SACRAMENTO, Calif. -- Drought is once again knocking on the doors of California farmers, who provide the nation's supermarkets with more than half of their produce.
A year after record rainfall put an end to a seven-year dry spell that was one of California's worst droughts on record, some farmers here will get only one-third of the water they have contracted to receive from the state -- water they desperately need to irrigate their fields in a state that receives virtually no rain during the growing season.
The reason for the cutbacks: The state received about half its normal precipitation during the 1993-94 rainy season, which officially ended May 1. That makes 1994 a "critically dry year" by state standards.
The only thing keeping state water officials from declaring a drought emergency are good supplies of water on reserve. The state's 155 major reservoirs are at 95% of normal levels. But this won't help farmers. Strong laws are in place to keep much of that water right where it is. Otherwise, state officials say, drought conditions will surely return in 1995, which would result in mandatory water rationing and even less water for the farmers next year.
What does all this mean for consumers of fresh produce from California? Not much, at least for now, say agriculture officials.
"The water cutbacks shouldn't have a significant impact on supplies or prices of produce," said Dave Kranz, a spokesman for the Sacramento-based California Farm Bureau Federation, the state's largest farm organization, representing 75,000 members.
"There really shouldn't be a discernible impact felt at supermarkets this year," he said. "The concern we have is the cumulative impact over many years as farmers may choose to cut production or go out of business."
Kranz pointed out that many farmers this year will opt for planting higher value crops from which they can get the best return from the reduced supplies of water. Farmers who typically plant grains, for example, may turn to fruit and vegetable crops that command higher margins. But such a move won't sustain the industry, he warned.

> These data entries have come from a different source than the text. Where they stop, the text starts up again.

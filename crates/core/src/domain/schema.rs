use std::collections::BTreeSet;
use std::fmt;

use serde::{Deserialize, Serialize};

use crate::errors::SchemaValidationError;

/// Closed set of field data types the conversation engine can interpret.
///
/// Question rendering and value coercion both dispatch on this variant and
/// nowhere else; adding a type means extending exactly those two match arms.
#[derive(Clone, Copy, Debug, PartialEq, Eq, Serialize, Deserialize)]
#[serde(rename_all = "snake_case")]
pub enum FieldType {
    String,
    Number,
    Enum,
    Date,
    Text,
    Catalog,
}

impl FieldType {
    /// Coerces a raw conversational answer into a stored value.
    ///
    /// Only `number` fields parse; every other type keeps the submitted text
    /// verbatim (dates stay ISO strings, enum answers stay their token).
    pub fn coerce(self, raw: &str) -> FieldValue {
        match self {
            FieldType::Number => raw
                .trim()
                .parse::<i64>()
                .map(FieldValue::Number)
                .unwrap_or_else(|_| FieldValue::Text(raw.to_string())),
            _ => FieldValue::Text(raw.to_string()),
        }
    }
}

/// A scalar collected from the user for one field.
#[derive(Clone, Debug, PartialEq, Eq, Serialize, Deserialize)]
#[serde(untagged)]
pub enum FieldValue {
    Number(i64),
    Text(String),
}

impl FieldValue {
    pub fn as_number(&self) -> Option<i64> {
        match self {
            FieldValue::Number(value) => Some(*value),
            FieldValue::Text(text) => text.trim().parse().ok(),
        }
    }

    pub fn as_text(&self) -> Option<&str> {
        match self {
            FieldValue::Text(text) => Some(text),
            FieldValue::Number(_) => None,
        }
    }
}

impl fmt::Display for FieldValue {
    fn fmt(&self, f: &mut fmt::Formatter<'_>) -> fmt::Result {
        match self {
            FieldValue::Number(value) => write!(f, "{value}"),
            FieldValue::Text(text) => f.write_str(text),
        }
    }
}

/// Advisory numeric bounds for a field. Enforced for `number` fields during
/// collection; other types ignore them.
#[derive(Clone, Debug, Default, PartialEq, Eq, Serialize, Deserialize)]
pub struct FieldValidation {
    pub min: Option<i64>,
    pub max: Option<i64>,
}

/// How a `catalog` field maps search results to a stored value and a shown
/// label. Both fields must be set before the field can be rendered.
#[derive(Clone, Debug, Default, PartialEq, Eq, Serialize, Deserialize)]
pub struct CatalogConfig {
    pub display_fields: Vec<String>,
    pub value_field: String,
    pub label_field: String,
}

/// One typed, possibly-required datum within a request schema.
#[derive(Clone, Debug, PartialEq, Eq, Serialize, Deserialize)]
pub struct FieldSchema {
    pub key: String,
    pub label: String,
    pub field_type: FieldType,
    pub required: bool,
    #[serde(default, skip_serializing_if = "Vec::is_empty")]
    pub values: Vec<String>,
    #[serde(default, skip_serializing_if = "Option::is_none")]
    pub validation: Option<FieldValidation>,
    #[serde(default, skip_serializing_if = "Option::is_none")]
    pub description: Option<String>,
    #[serde(default, skip_serializing_if = "Option::is_none")]
    pub placeholder: Option<String>,
    #[serde(default, skip_serializing_if = "Option::is_none")]
    pub catalog_config: Option<CatalogConfig>,
}

impl FieldSchema {
    pub fn new(
        key: impl Into<String>,
        label: impl Into<String>,
        field_type: FieldType,
        required: bool,
    ) -> Self {
        Self {
            key: key.into(),
            label: label.into(),
            field_type,
            required,
            values: Vec::new(),
            validation: None,
            description: None,
            placeholder: None,
            catalog_config: None,
        }
    }

    pub fn with_values(mut self, values: &[&str]) -> Self {
        self.values = values.iter().map(|value| (*value).to_string()).collect();
        self
    }

    pub fn with_min(mut self, min: i64) -> Self {
        self.validation.get_or_insert_with(FieldValidation::default).min = Some(min);
        self
    }

    pub fn with_max(mut self, max: i64) -> Self {
        self.validation.get_or_insert_with(FieldValidation::default).max = Some(max);
        self
    }

    pub fn with_description(mut self, description: impl Into<String>) -> Self {
        self.description = Some(description.into());
        self
    }

    pub fn with_placeholder(mut self, placeholder: impl Into<String>) -> Self {
        self.placeholder = Some(placeholder.into());
        self
    }

    pub fn with_catalog_config(mut self, config: CatalogConfig) -> Self {
        self.catalog_config = Some(config);
        self
    }

    /// Whether a parsed numeric answer satisfies the declared bounds.
    pub fn number_in_bounds(&self, value: i64) -> bool {
        let Some(validation) = &self.validation else {
            return true;
        };
        validation.min.map_or(true, |min| value >= min)
            && validation.max.map_or(true, |max| value <= max)
    }
}

/// A runtime-defined request category: an ordered list of typed fields.
///
/// Owned by the schema registry; the conversation engine only ever reads a
/// snapshot per turn.
#[derive(Clone, Debug, PartialEq, Eq, Serialize, Deserialize)]
pub struct RequestSchema {
    pub id: String,
    pub label: String,
    pub description: String,
    #[serde(default, skip_serializing_if = "Option::is_none")]
    pub icon: Option<String>,
    #[serde(default, skip_serializing_if = "Option::is_none")]
    pub color: Option<String>,
    pub fields: Vec<FieldSchema>,
    pub active: bool,
}

impl RequestSchema {
    /// The fields the conversation actually asks, in schema order. Optional
    /// fields are never asked; they can only be set by the editing surface.
    pub fn required_fields(&self) -> Vec<&FieldSchema> {
        self.fields.iter().filter(|field| field.required).collect()
    }

    pub fn validate(&self) -> Result<(), SchemaValidationError> {
        let mut seen = BTreeSet::new();
        for field in &self.fields {
            if !seen.insert(field.key.as_str()) {
                return Err(SchemaValidationError::DuplicateFieldKey {
                    schema_id: self.id.clone(),
                    key: field.key.clone(),
                });
            }
            match field.field_type {
                FieldType::Enum if field.values.is_empty() => {
                    return Err(SchemaValidationError::EmptyEnumValues {
                        schema_id: self.id.clone(),
                        key: field.key.clone(),
                    });
                }
                FieldType::Catalog => match &field.catalog_config {
                    None => {
                        return Err(SchemaValidationError::MissingCatalogConfig {
                            schema_id: self.id.clone(),
                            key: field.key.clone(),
                        });
                    }
                    Some(config)
                        if config.value_field.is_empty() || config.label_field.is_empty() =>
                    {
                        return Err(SchemaValidationError::IncompleteCatalogConfig {
                            schema_id: self.id.clone(),
                            key: field.key.clone(),
                        });
                    }
                    Some(_) => {}
                },
                _ => {}
            }
        }
        Ok(())
    }
}

#[cfg(test)]
mod tests {
    use super::{CatalogConfig, FieldSchema, FieldType, FieldValue, RequestSchema};
    use crate::errors::SchemaValidationError;

    fn schema(fields: Vec<FieldSchema>) -> RequestSchema {
        RequestSchema {
            id: "general".to_string(),
            label: "일반 구매".to_string(),
            description: "일반적인 구매요청".to_string(),
            icon: None,
            color: None,
            fields,
            active: true,
        }
    }

    #[test]
    fn number_coercion_parses_integers() {
        assert_eq!(FieldType::Number.coerce("  42 "), FieldValue::Number(42));
        assert_eq!(FieldType::Number.coerce("abc"), FieldValue::Text("abc".to_string()));
    }

    #[test]
    fn non_number_types_keep_text_verbatim() {
        assert_eq!(FieldType::Date.coerce("2025-03-15"), FieldValue::Text("2025-03-15".into()));
        assert_eq!(FieldType::String.coerce("100"), FieldValue::Text("100".into()));
    }

    #[test]
    fn bounds_check_is_inclusive() {
        let field = FieldSchema::new("quantity", "수량", FieldType::Number, true)
            .with_min(1)
            .with_max(10);
        assert!(field.number_in_bounds(1));
        assert!(field.number_in_bounds(10));
        assert!(!field.number_in_bounds(0));
        assert!(!field.number_in_bounds(11));
    }

    #[test]
    fn field_without_validation_accepts_any_number() {
        let field = FieldSchema::new("budget", "예산", FieldType::Number, true);
        assert!(field.number_in_bounds(i64::MIN));
    }

    #[test]
    fn required_fields_preserve_schema_order() {
        let schema = schema(vec![
            FieldSchema::new("a", "A", FieldType::String, true),
            FieldSchema::new("b", "B", FieldType::Text, false),
            FieldSchema::new("c", "C", FieldType::Number, true),
        ]);
        let keys: Vec<&str> =
            schema.required_fields().iter().map(|field| field.key.as_str()).collect();
        assert_eq!(keys, vec!["a", "c"]);
    }

    #[test]
    fn enum_without_values_is_rejected() {
        let schema = schema(vec![FieldSchema::new("dept", "부서", FieldType::Enum, true)]);
        assert!(matches!(
            schema.validate(),
            Err(SchemaValidationError::EmptyEnumValues { .. })
        ));
    }

    #[test]
    fn catalog_requires_value_and_label_fields() {
        let bare = schema(vec![FieldSchema::new("item", "품목", FieldType::Catalog, true)]);
        assert!(matches!(
            bare.validate(),
            Err(SchemaValidationError::MissingCatalogConfig { .. })
        ));

        let incomplete = schema(vec![FieldSchema::new("item", "품목", FieldType::Catalog, true)
            .with_catalog_config(CatalogConfig {
                display_fields: vec!["name".into()],
                value_field: "id".into(),
                label_field: String::new(),
            })]);
        assert!(matches!(
            incomplete.validate(),
            Err(SchemaValidationError::IncompleteCatalogConfig { .. })
        ));
    }

    #[test]
    fn duplicate_field_keys_are_rejected() {
        let schema = schema(vec![
            FieldSchema::new("quantity", "수량", FieldType::Number, true),
            FieldSchema::new("quantity", "수량(재)", FieldType::Number, false),
        ]);
        assert!(matches!(
            schema.validate(),
            Err(SchemaValidationError::DuplicateFieldKey { .. })
        ));
    }
}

The problems will come down the road as farmers run out of sources for water or run out of money to buy it. Even though 1993 saw record-breaking precipitation, it was only enough to replenish reservoirs that had been depleted during the drought years. There was no surplus for state farmers.

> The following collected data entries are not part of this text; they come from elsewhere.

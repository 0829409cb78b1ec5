//! Core domain for the concierge assistant.
//!
//! Two concerns live here, both free of any presentation logic:
//!
//! - the runtime-defined purchase-request schema model that the conversation
//!   engine interprets field by field, and
//! - the briefing configuration, preference, and aggregation pipeline that
//!   turns task templates plus live requests into one ordered task list with
//!   narrative text.
//!
//! Everything is synchronous and in-memory. External collaborators (schema
//! registry, briefing config, preferences, record store) are injected through
//! the traits in [`registry`].

pub mod briefing;
pub mod config;
pub mod domain;
pub mod errors;
pub mod messages;
pub mod policy;
pub mod registry;

pub use briefing::narrative;
pub use briefing::pipeline::{assemble_tasks, PR_APPROVAL_ITEM_ID};
pub use domain::briefing::{BriefingItem, BriefingRole, Task, TaskSource, TaskTemplate, Urgency};
pub use domain::prefs::{Density, ItemPref, UrgencyFilter, UserBriefingPrefs};
pub use domain::request::{CollectedRecord, Request, RequestStatus};
pub use domain::schema::{
    CatalogConfig, FieldSchema, FieldType, FieldValidation, FieldValue, RequestSchema,
};
pub use errors::SchemaValidationError;
pub use messages::QuickReply;
pub use registry::{
    BriefingConfigRegistry, InMemoryBriefingConfig, InMemoryPreferences, InMemoryRecordStore,
    InMemorySchemaRegistry, LiveRecordSource, PreferencesStore, RequestStore, SchemaRegistry,
};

As a result, the state and federal water projects -- which supply about 25% of the water used by farmers -- continued to impose drought-time cutbacks last year. "So, in effect, the drought has never really ended for state farmers," Kranz said.
The only savior for farmers has been the ability to buy water from local sources or to pump water from underground supplies. These two options come with high costs -- costs that have come right out of a farmer's margins for the last eight or nine years, said Kranz.
Some farmers have found they can no longer afford to stay in business, state officials say. And, as costs are anticipated to increase, the outlook is bleak for the future of many farming in a state racked by drought and recession.